**Task:**
Tally how many lines in the material include the word "bits", then give that figure by itself.

----- Source material -----

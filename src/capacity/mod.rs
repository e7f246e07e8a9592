use rand::{Rng, SeedableRng};
use rand_chacha::ChaCha8Rng;
use rayon::prelude::*;
use tracing::debug;

use crate::beamforming::{DigitalCombinerProvider, DigitalPrecoderProvider};
use crate::config::LinkConfig;
use crate::error::{LinkError, Result};
use crate::physics::channel::{ChannelEndpoint, ChannelGenerator};
use crate::physics::csi::{effective_csi, full_csi, CsiReduction};
use crate::physics::link_budget::dbm_to_watts;
use crate::physics::CMatrix;

/// Time-division sharing of the link between both directions.
pub const HALF_DUPLEX_FACTOR: f64 = 0.5;

#[derive(Debug, Clone, Copy, PartialEq)]
pub struct StreamMetrics {
    pub signal_w: f64,
    pub interference_w: f64,
    /// bits/s/Hz
    pub capacity: f64,
}

/// Outcome of one trial, bits/s/Hz.
#[derive(Debug, Clone, PartialEq)]
pub struct CapacitySample {
    pub streams: Vec<StreamMetrics>,
    pub total: f64,
}

/// Capacity of a digitally precoded link with co-stream interference,
/// equal power per stream (no water-filling).
#[derive(Debug, Clone, Copy)]
pub struct CapacityEstimator {
    noise_power_w: f64,
}

impl CapacityEstimator {
    pub fn new(noise_power_dbm: f64) -> Self {
        Self { noise_power_w: dbm_to_watts(noise_power_dbm) }
    }

    pub fn from_config(config: &LinkConfig) -> Self {
        Self::new(config.noise_power_dbm())
    }

    pub fn noise_power_w(&self) -> f64 {
        self.noise_power_w
    }

    /// Per-stream SINR and capacity of the coded channel `B_ur * H_eff * B_b`.
    pub fn coded_capacity(&self, h_coded: &CMatrix) -> Result<CapacitySample> {
        let (rows, cols) = h_coded.shape();
        if rows != cols {
            return Err(LinkError::DimensionMismatch {
                op: "coded channel must be square",
                expected: rows,
                found: cols,
            });
        }

        let streams: Vec<StreamMetrics> = (0..rows)
            .map(|k| {
                let signal_w = h_coded[(k, k)].norm_sqr();
                let interference_w: f64 = (0..cols).filter(|&j| j != k).map(|j| h_coded[(k, j)].norm_sqr()).sum();
                let capacity = (1.0 + signal_w / (self.noise_power_w + interference_w)).log2();
                StreamMetrics { signal_w, interference_w, capacity }
            })
            .collect();
        let total = streams.iter().map(|s| s.capacity).sum();
        Ok(CapacitySample { streams, total })
    }

    /// Applies the digital stage to an effective-CSI reduction and evaluates capacity.
    pub fn estimate<P, C>(&self, effective: &CsiReduction, precoder: &P, combiner: &C) -> Result<CapacitySample>
    where
        P: DigitalPrecoderProvider + ?Sized,
        C: DigitalCombinerProvider + ?Sized,
    {
        let power_w = dbm_to_watts(precoder.tx_power_dbm());
        let num_streams = effective.v.ncols();

        let b_b = precoder.digital_precoder(power_w, num_streams, &effective.v)?;
        let b_ur = combiner.digital_combiner(&effective.u)?;

        let h_eff = &effective.channel;
        if b_ur.ncols() != h_eff.nrows() {
            return Err(LinkError::DimensionMismatch {
                op: "digital combiner x effective channel",
                expected: h_eff.nrows(),
                found: b_ur.ncols(),
            });
        }
        if h_eff.ncols() != b_b.nrows() {
            return Err(LinkError::DimensionMismatch {
                op: "effective channel x digital precoder",
                expected: h_eff.ncols(),
                found: b_b.nrows(),
            });
        }

        self.coded_capacity(&(b_ur * h_eff * b_b))
    }
}

/// Monte-Carlo averager for one BS/UAV placement.
///
/// Each trial: fresh channel, full CSI, effective CSI through the fixed
/// analog beamformers, digital precoding and capacity. The mean over all
/// trials is scaled by [`HALF_DUPLEX_FACTOR`]. Any failing trial fails the
/// whole estimate.
pub struct LinkSimulator<'a, P: ?Sized, C: ?Sized> {
    pub bs: &'a P,
    pub uav: &'a C,
    pub tx: ChannelEndpoint,
    pub rx: ChannelEndpoint,
    pub streams: usize,
    generator: ChannelGenerator,
    estimator: CapacityEstimator,
}

impl<'a, P, C> LinkSimulator<'a, P, C>
where
    P: DigitalPrecoderProvider + Sync + ?Sized,
    C: DigitalCombinerProvider + Sync + ?Sized,
{
    pub fn new(
        bs: &'a P,
        uav: &'a C,
        tx: ChannelEndpoint,
        rx: ChannelEndpoint,
        streams: usize,
        config: LinkConfig,
    ) -> Result<Self> {
        config.validate()?;
        Ok(Self {
            bs,
            uav,
            tx,
            rx,
            streams,
            generator: ChannelGenerator::new(config),
            estimator: CapacityEstimator::from_config(&config),
        })
    }

    pub fn config(&self) -> &LinkConfig {
        self.generator.config()
    }

    pub fn estimator(&self) -> &CapacityEstimator {
        &self.estimator
    }

    /// One pass of the pipeline.
    pub fn run_trial<R: Rng + ?Sized>(&self, rng: &mut R) -> Result<CapacitySample> {
        let channel = self.generator.generate(&self.tx, &self.rx, rng)?;
        let full = full_csi(channel.h, self.streams)?;
        let effective = effective_csi(
            &full.channel,
            self.bs.analog_precoder(),
            self.uav.analog_combiner(),
            self.streams,
        )?;
        self.estimator.estimate(&effective, self.bs, self.uav)
    }

    fn checked_total<R: Rng + ?Sized>(&self, trial: usize, rng: &mut R) -> Result<f64> {
        let sample = self.run_trial(rng)?;
        if !sample.total.is_finite() {
            return Err(LinkError::NonFiniteCapacity { trial });
        }
        debug!("trial {} capacity {:.4} bps/Hz", trial, sample.total);
        Ok(sample.total)
    }

    /// Sequential estimate drawing every trial from `rng`.
    pub fn estimate_mean_capacity<R: Rng + ?Sized>(&self, rng: &mut R) -> Result<f64> {
        let trials = self.config().trials;
        let mut samples = Vec::with_capacity(trials);
        for trial in 0..trials {
            samples.push(self.checked_total(trial, rng)?);
        }
        Ok(half_duplex_mean(&samples))
    }

    /// Parallel estimate. Trial `i` uses stream `i` of a ChaCha generator
    /// seeded with `seed`, so the result does not depend on scheduling.
    pub fn estimate_mean_capacity_seeded(&self, seed: u64) -> Result<f64> {
        let samples = (0..self.config().trials)
            .into_par_iter()
            .map(|trial| {
                let mut rng = trial_rng(seed, trial);
                self.checked_total(trial, &mut rng)
            })
            .collect::<Result<Vec<f64>>>()?;
        Ok(half_duplex_mean(&samples))
    }
}

pub fn trial_rng(seed: u64, trial: usize) -> ChaCha8Rng {
    let mut rng = ChaCha8Rng::seed_from_u64(seed);
    rng.set_stream(trial as u64);
    rng
}

fn half_duplex_mean(samples: &[f64]) -> f64 {
    HALF_DUPLEX_FACTOR * samples.iter().sum::<f64>() / samples.len() as f64
}

#[cfg(test)]
mod tests {
    use super::*;
    use num_complex::Complex64;

    #[test]
    fn test_single_stream_shannon() {
        let est = CapacityEstimator::new(-90.0);
        let n = est.noise_power_w();
        let h = CMatrix::from_element(1, 1, Complex64::new(3.0 * n.sqrt(), 0.0));
        let sample = est.coded_capacity(&h).unwrap();
        assert!((sample.total - (1.0f64 + 9.0).log2()).abs() < 1e-12);
        assert_eq!(sample.streams[0].interference_w, 0.0);
    }

    #[test]
    fn test_interference_is_off_diagonal_row_energy() {
        let est = CapacityEstimator::new(-90.0);
        let h = CMatrix::from_row_slice(
            2,
            2,
            &[Complex64::new(1.0, 0.0), Complex64::new(0.0, 2.0), Complex64::new(3.0, 0.0), Complex64::new(0.0, -4.0)],
        );
        let sample = est.coded_capacity(&h).unwrap();
        assert_eq!(sample.streams[0].signal_w, 1.0);
        assert_eq!(sample.streams[0].interference_w, 4.0);
        assert_eq!(sample.streams[1].signal_w, 16.0);
        assert_eq!(sample.streams[1].interference_w, 9.0);
        let expected: f64 = sample.streams.iter().map(|s| s.capacity).sum();
        assert_eq!(sample.total, expected);
    }

    #[test]
    fn test_zero_signal_gives_zero_capacity() {
        let est = CapacityEstimator::new(-90.0);
        let sample = est.coded_capacity(&CMatrix::zeros(3, 3)).unwrap();
        assert_eq!(sample.total, 0.0);
    }

    #[test]
    fn test_non_square_coded_channel_rejected() {
        let est = CapacityEstimator::new(-90.0);
        assert!(est.coded_capacity(&CMatrix::zeros(2, 3)).is_err());
    }

    #[test]
    fn test_half_duplex_mean() {
        assert_eq!(half_duplex_mean(&[2.0, 4.0]), 1.5);
    }

    #[test]
    fn test_trial_rngs_are_independent_streams() {
        let mut a = trial_rng(7, 0);
        let mut b = trial_rng(7, 1);
        let mut a2 = trial_rng(7, 0);
        let x: u64 = a.gen_range(0..u64::MAX);
        let y: u64 = b.gen_range(0..u64::MAX);
        assert_ne!(x, y);
        assert_eq!(x, a2.gen_range(0..u64::MAX));
    }
}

-----

**Written response:**
2